Das Dumme ist nur, dass Gerhaher und seine singenden Kollegen hier auf das Orchester der Wiener Staatsoper und deren Musikdirektor Philippe Jordan treffen. Dessen Eigenwilligkeit beginnt damit, dass der Graben sehr weit hochgefahren ist. So kann man zwar ausgiebig Jordans elegante Gestalt bewundern, ist aber auch dem Klang des Orchesters rettungslos ausgeliefert. Freilich, gestalten könnte man dennoch, aber Jordan begreift, was nicht völlig illegitim ist, Bergs Musik als Appendix des spätromantischen Zeitalters, was nun leider dazu führt, das er sich auf einem voluminösen Klang ausruht und dabei die detaillierte Prägnanz der Musik völlig außer Acht lässt. Vermutlich zielt er auf die Überwältigung durch die vielen rein instrumentalen Bindeglieder, die Berg zwischen die Szenen baute. Doch auch in den Szenen selbst entfacht Jordan eine Lautstärke, die nichts anderes als eine Zumutung für die Solisten ist. Jörg Schneider geht als lyrischer Hauptmann darin unter, andere wie der furchterregende Dmitry Belosselskiy als Doktor, die beiden Handwerksburschen Peter Kellner und Stefan Astakhov, der wendige Josh Lovell als Andres und die grandios souveräne Anja Kampe behaupten sich mit Macht gegen dieses Dirigat, so gut es geht.

Wiener Armuts-Realismus: Wozzeck (Christian Gerhaher) unter Obdachlosen an der U-Bahn-Station Wien-Simmering. (Foto: Michael Pöhn/Wiener Staatsoper)
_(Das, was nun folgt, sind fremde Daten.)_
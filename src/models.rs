//! Data models for search requests, scraped records, and work-item outcomes.
//!
//! This module defines the data structures passed between the pipeline stages:
//! - [`Category`]: The fixed set of site sections a search can be filtered by
//! - [`NewsRecord`]: One structured row extracted from a result card
//! - [`ReportTable`]: The ordered rows that end up in the workbook
//! - [`WorkItemPayload`]: The loosely typed intake shape, before validation
//! - [`WorkItemOutcome`]: The per-item acknowledgement written after a run

use crate::errors::ErrorCode;
use chrono::NaiveDate;
use serde::{Deserialize, Serialize};
use std::fmt;
use std::path::PathBuf;

/// A site section used to narrow search results.
///
/// The labels are matched exactly against the payload's `category` value and
/// against the text of the site's filter options.
#[derive(Debug, Clone, Copy, PartialEq, Eq, Hash, Serialize)]
pub enum Category {
    WorldNation,
    Politics,
    Business,
    California,
    EntertainmentArts,
    Sports,
    Opinion,
    ScienceMedicine,
    ClimateEnvironment,
    Technology,
    Food,
}

impl Category {
    /// Every accepted category, in the order the site lists them.
    pub const ALL: [Category; 11] = [
        Category::WorldNation,
        Category::Politics,
        Category::Business,
        Category::California,
        Category::EntertainmentArts,
        Category::Sports,
        Category::Opinion,
        Category::ScienceMedicine,
        Category::ClimateEnvironment,
        Category::Technology,
        Category::Food,
    ];

    /// The literal label used in payloads and on the site.
    pub fn label(self) -> &'static str {
        match self {
            Category::WorldNation => "World & Nation",
            Category::Politics => "Politics",
            Category::Business => "Business",
            Category::California => "California",
            Category::EntertainmentArts => "Entertainment & Arts",
            Category::Sports => "Sports",
            Category::Opinion => "Opinion",
            Category::ScienceMedicine => "Science & Medicine",
            Category::ClimateEnvironment => "Climate & Environment",
            Category::Technology => "Technology",
            Category::Food => "Food",
        }
    }

    /// Look up a category by its exact label.
    pub fn from_label(label: &str) -> Option<Self> {
        Self::ALL.into_iter().find(|c| c.label() == label)
    }
}

impl fmt::Display for Category {
    fn fmt(&self, f: &mut fmt::Formatter<'_>) -> fmt::Result {
        f.write_str(self.label())
    }
}

/// One structured row extracted from a search result card.
///
/// `phrase_count` and `contains_money` are always derived from `title`;
/// see [`crate::extract`].
#[derive(Debug, Clone, PartialEq, Eq)]
pub struct NewsRecord {
    /// Headline, taken from the second line of the card text.
    pub title: String,
    /// Publication date shown on the card, if the card carried one.
    pub published: Option<NaiveDate>,
    /// Always empty; kept so the report layout stays stable.
    pub description: String,
    /// Where the thumbnail was saved. `None` when it could not be fetched.
    pub image_path: Option<PathBuf>,
    /// Case-insensitive occurrences of the search phrase in the title.
    pub phrase_count: usize,
    /// Whether the title mentions an amount of money.
    pub contains_money: bool,
}

impl NewsRecord {
    /// The image path as written to the report; blank when no image was saved.
    pub fn picture_filename(&self) -> String {
        self.image_path
            .as_ref()
            .map(|p| p.display().to_string())
            .unwrap_or_default()
    }
}

/// Records in traversal order: page order, then position on the page.
#[derive(Debug, Clone, Default, PartialEq, Eq)]
pub struct ReportTable {
    records: Vec<NewsRecord>,
}

impl ReportTable {
    /// Fixed header row of the workbook.
    pub const HEADER: [&'static str; 6] = [
        "title",
        "date",
        "description",
        "picture filename",
        "count of search phrases",
        "contains money",
    ];

    pub fn push(&mut self, record: NewsRecord) {
        self.records.push(record);
    }

    /// Append every record of `other`, keeping its order.
    pub fn append(&mut self, other: ReportTable) {
        self.records.extend(other.records);
    }

    pub fn records(&self) -> &[NewsRecord] {
        &self.records
    }

    pub fn len(&self) -> usize {
        self.records.len()
    }

    pub fn is_empty(&self) -> bool {
        self.records.is_empty()
    }
}

/// The `months` field as it arrives: either a JSON number or a string.
#[derive(Debug, Clone, PartialEq, Deserialize)]
#[serde(untagged)]
pub enum MonthsValue {
    Number(serde_json::Number),
    Text(String),
}

impl fmt::Display for MonthsValue {
    fn fmt(&self, f: &mut fmt::Formatter<'_>) -> fmt::Result {
        match self {
            MonthsValue::Number(n) => write!(f, "{n}"),
            MonthsValue::Text(s) => f.write_str(s),
        }
    }
}

/// A work item exactly as delivered, before validation.
#[derive(Debug, Clone, Default, PartialEq, Deserialize)]
pub struct WorkItemPayload {
    pub topic: Option<String>,
    pub category: Option<String>,
    pub months: Option<MonthsValue>,
}

/// Contents of a work-items file: a list of payloads or a single one.
#[derive(Debug, Deserialize)]
#[serde(untagged)]
pub enum WorkItemsFile {
    Many(Vec<WorkItemPayload>),
    One(WorkItemPayload),
}

impl WorkItemsFile {
    pub fn into_payloads(self) -> Vec<WorkItemPayload> {
        match self {
            WorkItemsFile::Many(items) => items,
            WorkItemsFile::One(item) => vec![item],
        }
    }
}

/// Acknowledgement for one processed work item.
#[derive(Debug, Clone, PartialEq, Serialize)]
pub struct WorkItemOutcome {
    /// Zero-based position of the item in the intake.
    pub item: usize,
    pub topic: Option<String>,
    #[serde(flatten)]
    pub status: OutcomeStatus,
}

#[derive(Debug, Clone, PartialEq, Serialize)]
#[serde(tag = "status", rename_all = "lowercase")]
pub enum OutcomeStatus {
    Done { records: usize, pages: u32 },
    Failed { code: ErrorCode, message: String },
}

impl WorkItemOutcome {
    pub fn is_done(&self) -> bool {
        matches!(self.status, OutcomeStatus::Done { .. })
    }
}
Das Ärgerlichste aber ist, dass Jordans musikalische Auffassung diametral gegensätzlich zur Regie steht. Simon Stone, der Hyperrealist unter den Schauspiel- und seit einigen Jahren auch Opernregisseuren, will Geschichten grundsätzlich in der Lebensrealität erzählen, die die Zuschauer kennen. Hier gibt es nun einen Würstelstand, der Käsekrainer anbietet, nun, das kennt man in Wien. Der Schlafsaal der Kaserne ist das Nachtlager Obdachloser in der U-Bahn-Station Simmering, das dürfte Besuchern der Wiener Staatsoper schon weniger vertraut sein.
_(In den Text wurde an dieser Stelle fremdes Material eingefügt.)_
//! Turns a raw [`WorkItemPayload`] into a [`SearchRequest`].
//!
//! [`validate`] is the only way to build a `SearchRequest`, so nothing past
//! this module ever sees a partially valid request. Checks run in a fixed
//! order and stop at the first failure: missing keys, category, topic length,
//! months.

use crate::errors::ErrorCode;
use crate::models::{Category, MonthsValue, WorkItemPayload};
use thiserror::Error;
use tracing::debug;

/// Topics must be strictly shorter than this many characters.
pub const MAX_TOPIC_CHARS: usize = 100;

/// Longest accepted lookback, in months.
pub const MAX_MONTHS: u32 = 1200;

#[derive(Debug, Clone, PartialEq, Eq, Error)]
pub enum ValidationError {
    #[error("missing required keys: {}", .0.join(", "))]
    MissingKeys(Vec<&'static str>),
    #[error("category {0:?} is not one of the accepted categories")]
    InvalidCategory(String),
    #[error("topic must be between 1 and {max} characters, got {len}", max = MAX_TOPIC_CHARS - 1)]
    InvalidTopicLength { len: usize },
    #[error("months must be an integer from 0 to {max}, got {0:?}", max = MAX_MONTHS)]
    InvalidMonthsValue(String),
}

impl ValidationError {
    pub fn code(&self) -> ErrorCode {
        match self {
            ValidationError::MissingKeys(_) => ErrorCode::MissingKeys,
            ValidationError::InvalidCategory(_) => ErrorCode::InvalidCategory,
            ValidationError::InvalidTopicLength { .. } => ErrorCode::InvalidTopicLength,
            ValidationError::InvalidMonthsValue(_) => ErrorCode::InvalidMonthsValue,
        }
    }
}

/// A validated search: phrase, site section, and lookback in months.
#[derive(Debug, Clone, PartialEq, Eq)]
pub struct SearchRequest {
    phrase: String,
    category: Category,
    months: u32,
}

impl SearchRequest {
    pub fn phrase(&self) -> &str {
        &self.phrase
    }

    pub fn category(&self) -> Category {
        self.category
    }

    pub fn months(&self) -> u32 {
        self.months
    }
}

/// Validate a payload.
///
/// # Errors
///
/// Returns the first [`ValidationError`] found, in check order.
pub fn validate(payload: &WorkItemPayload) -> Result<SearchRequest, ValidationError> {
    let missing: Vec<&'static str> = [
        ("topic", payload.topic.is_none()),
        ("category", payload.category.is_none()),
        ("months", payload.months.is_none()),
    ]
    .into_iter()
    .filter_map(|(key, absent)| absent.then_some(key))
    .collect();

    let (Some(topic), Some(category), Some(months)) =
        (&payload.topic, &payload.category, &payload.months)
    else {
        return Err(ValidationError::MissingKeys(missing));
    };

    let category = Category::from_label(category)
        .ok_or_else(|| ValidationError::InvalidCategory(category.clone()))?;

    let phrase = topic.trim();
    let len = phrase.chars().count();
    if len == 0 || len >= MAX_TOPIC_CHARS {
        return Err(ValidationError::InvalidTopicLength { len });
    }

    let months = parse_months(months)?;

    debug!(%phrase, %category, months, "Validated work item");
    Ok(SearchRequest {
        phrase: phrase.to_string(),
        category,
        months,
    })
}

fn parse_months(value: &MonthsValue) -> Result<u32, ValidationError> {
    let parsed = match value {
        MonthsValue::Number(n) => n.as_u64().and_then(|m| u32::try_from(m).ok()),
        MonthsValue::Text(s) => s.trim().parse::<u32>().ok(),
    };
    parsed
        .filter(|m| *m <= MAX_MONTHS)
        .ok_or_else(|| ValidationError::InvalidMonthsValue(value.to_string()))
}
Am Ende steht ein Femizid. Der gebeutelte Wozzeck mordet wie im "Tatort"

Doch anders als in seinen jüngsten Theaterarbeiten ist hier die Bühne von Bob Cousins kein geschlossenes, detailliert erbautes Abbild einer Realität; eher ist sie eine Sammlung naturalistisch gestalteter Verweise auf Aspekte einer uns umgebenden Lebenswirklichkeit. Diese können durchaus disparat sein und erhalten auch eine zunehmend surreale Note. Die Rasierszene, die die Oper eröffnet, spielt in einem kargen Friseursalon, der Hauptmann ist nicht der einzige Kunde. Dann dreht sich die Bühne, sie wird kaum mehr still stehen, und Stone erfindet die sinnigste Szene des Abends. Es ist jene, in der der von Albträumen geplagte Wozzeck und sein Freund Andres Stöcke schneiden. Die ist stets ein großes Rätsel, hier nicht. Die beiden stehen in einer langen Schlange vor dem Arbeitsamt, die sich um ein paar Häuserecken windet, und jeder Albtraum wirkt auf einmal völlig nachvollziehbar angesichts einer hier überdeutlich realen, finanziell ausweglosen Situation.
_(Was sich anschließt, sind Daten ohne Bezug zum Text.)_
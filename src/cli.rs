//! Command-line interface definitions.
//!
//! Work comes either from a JSON file of payloads (`--work-items`) or from a
//! single item given inline with `--topic`, `--category` and `--months`.
//! Run settings can also be provided through environment variables.

use crate::models::{MonthsValue, WorkItemPayload, WorkItemsFile};
use crate::pager::{DelayRange, MalformedDatePolicy, MissingImagePolicy};
use clap::Parser;
use std::error::Error;
use std::path::PathBuf;
use std::time::Duration;
use tracing::{info, instrument};

/// Command-line arguments.
///
/// # Examples
///
/// ```sh
/// # One search, inline
/// newsdesk_scraper --topic "automation" --category "Business" --months 2
///
/// # A batch of searches
/// newsdesk_scraper --work-items items.json --output-dir ./output
///
/// # Against a different WebDriver with tweaked selectors
/// newsdesk_scraper --work-items items.json --webdriver-url http://chrome:4444 --site-config site.yaml
/// ```
#[derive(Parser, Debug)]
#[command(author, version, about)]
pub struct Cli {
    /// JSON file holding one payload object or an array of them
    #[arg(short, long, conflicts_with_all = ["topic", "category", "months"])]
    pub work_items: Option<PathBuf>,

    /// Search phrase for a single inline work item
    #[arg(short, long)]
    pub topic: Option<String>,

    /// Category for a single inline work item
    #[arg(short, long)]
    pub category: Option<String>,

    /// Lookback window in months for a single inline work item
    #[arg(short, long)]
    pub months: Option<String>,

    /// Directory for the report, images and ledger; cleared of old run files at startup
    #[arg(short, long, env = "NEWSDESK_OUTPUT_DIR", default_value = "output")]
    pub output_dir: PathBuf,

    /// WebDriver server to start browser sessions on
    #[arg(long, env = "WEBDRIVER_URL", default_value = "http://localhost:4444")]
    pub webdriver_url: String,

    /// Optional YAML file overriding the site URL and selectors
    #[arg(long, env = "NEWSDESK_SITE_CONFIG")]
    pub site_config: Option<PathBuf>,

    /// Run the browser without a window
    #[arg(long, env = "NEWSDESK_HEADLESS")]
    pub headless: bool,

    /// Shortest pause between result pages, in seconds
    #[arg(long, default_value_t = 5)]
    pub min_delay_secs: u64,

    /// Longest pause between result pages, in seconds
    #[arg(long, default_value_t = 10)]
    pub max_delay_secs: u64,

    /// Skip cards whose date cannot be parsed instead of failing the item
    #[arg(long)]
    pub skip_malformed_dates: bool,

    /// Fail the item when an image cannot be fetched instead of leaving it blank
    #[arg(long)]
    pub strict_images: bool,

    /// Timeout for each image download, in seconds
    #[arg(long, default_value_t = 30)]
    pub image_timeout_secs: u64,
}

impl Cli {
    pub fn delay(&self) -> DelayRange {
        DelayRange::new(
            Duration::from_secs(self.min_delay_secs),
            Duration::from_secs(self.max_delay_secs),
        )
    }

    pub fn malformed_date_policy(&self) -> MalformedDatePolicy {
        if self.skip_malformed_dates {
            MalformedDatePolicy::Skip
        } else {
            MalformedDatePolicy::Abort
        }
    }

    pub fn missing_image_policy(&self) -> MissingImagePolicy {
        if self.strict_images {
            MissingImagePolicy::Abort
        } else {
            MissingImagePolicy::BlankPath
        }
    }

    /// Collect the run's payloads from the work-items file or inline flags.
    ///
    /// Inline flags are passed through as-is, so a missing flag surfaces as a
    /// `MISSING_KEYS` outcome rather than a CLI error.
    #[instrument(level = "info", skip_all)]
    pub async fn payloads(&self) -> Result<Vec<WorkItemPayload>, Box<dyn Error>> {
        if let Some(path) = &self.work_items {
            let raw = tokio::fs::read_to_string(path).await?;
            let file: WorkItemsFile = serde_json::from_str(&raw)?;
            let payloads = file.into_payloads();
            info!(path = %path.display(), count = payloads.len(), "Loaded work items");
            return Ok(payloads);
        }

        if self.topic.is_none() && self.category.is_none() && self.months.is_none() {
            return Err("no work given: pass --work-items or --topic/--category/--months".into());
        }
        Ok(vec![WorkItemPayload {
            topic: self.topic.clone(),
            category: self.category.clone(),
            months: self.months.clone().map(MonthsValue::Text),
        }])
    }
}

#[cfg(test)]
mod tests {
    use super::*;
    use std::io::Write;

    #[test]
    fn test_cli_inline_item() {
        let cli = Cli::parse_from([
            "newsdesk_scraper",
            "--topic",
            "automation",
            "--category",
            "Business",
            "--months",
            "2",
        ]);

        assert_eq!(cli.topic.as_deref(), Some("automation"));
        assert_eq!(cli.output_dir, PathBuf::from("output"));
        assert_eq!(cli.delay(), DelayRange::default());
        assert_eq!(cli.malformed_date_policy(), MalformedDatePolicy::Abort);
        assert_eq!(cli.missing_image_policy(), MissingImagePolicy::BlankPath);
    }

    #[test]
    fn test_cli_short_flags_and_policies() {
        let cli = Cli::parse_from([
            "newsdesk_scraper",
            "-w",
            "/tmp/items.json",
            "-o",
            "/tmp/out",
            "--skip-malformed-dates",
            "--strict-images",
            "--min-delay-secs",
            "0",
            "--max-delay-secs",
            "0",
        ]);

        assert_eq!(cli.work_items, Some(PathBuf::from("/tmp/items.json")));
        assert_eq!(cli.output_dir, PathBuf::from("/tmp/out"));
        assert_eq!(cli.delay(), DelayRange::none());
        assert_eq!(cli.malformed_date_policy(), MalformedDatePolicy::Skip);
        assert_eq!(cli.missing_image_policy(), MissingImagePolicy::Abort);
    }

    #[test]
    fn test_work_items_conflicts_with_inline_item() {
        let result = Cli::try_parse_from([
            "newsdesk_scraper",
            "--work-items",
            "items.json",
            "--topic",
            "automation",
        ]);
        assert!(result.is_err());
    }

    #[tokio::test]
    async fn test_payloads_from_file() {
        let mut file = tempfile::NamedTempFile::new().unwrap();
        write!(
            file,
            r#"[{{"topic": "automation", "category": "Business", "months": "3"}}, {{"topic": "x"}}]"#
        )
        .unwrap();
        let cli = Cli::parse_from([
            "newsdesk_scraper",
            "--work-items",
            file.path().to_str().unwrap(),
        ]);

        let payloads = cli.payloads().await.unwrap();
        assert_eq!(payloads.len(), 2);
        assert_eq!(payloads[0].months, Some(MonthsValue::Text("3".into())));
        assert_eq!(payloads[1].category, None);
    }

    #[tokio::test]
    async fn test_payloads_inline_and_missing() {
        let cli = Cli::parse_from(["newsdesk_scraper", "--topic", "automation"]);
        let payloads = cli.payloads().await.unwrap();
        assert_eq!(payloads.len(), 1);
        assert_eq!(payloads[0].category, None);

        let cli = Cli::parse_from(["newsdesk_scraper"]);
        assert!(cli.payloads().await.is_err());
    }
}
Überhaupt inszeniert Stone die Oper ausgehend von der oft wiederholten Äußerung "wir arme Leut". Wobei, so arm schaut es bei Marie daheim gar nicht aus, aber Wozzeck schleicht herum wie ein Paketbote ohne Auftrag, sieht mehrfach hintereinander Marie beim fremden Sex im Bett - der Tambourmajor ist ein Polizist, die Staatsmacht knechtet den armen Wurm. Vieles stimmt also, aber die Bühnenrealität nimmt der Geschichte jede Aura von etwas Größerem. Am Ende steht ein Femizid in freier Natur, der verdruckste, unsichere, gebeutelte Wozzeck mordet wie im "Tatort". So grausam das anzusehen ist, so klein macht es Bergs Meisterwerk.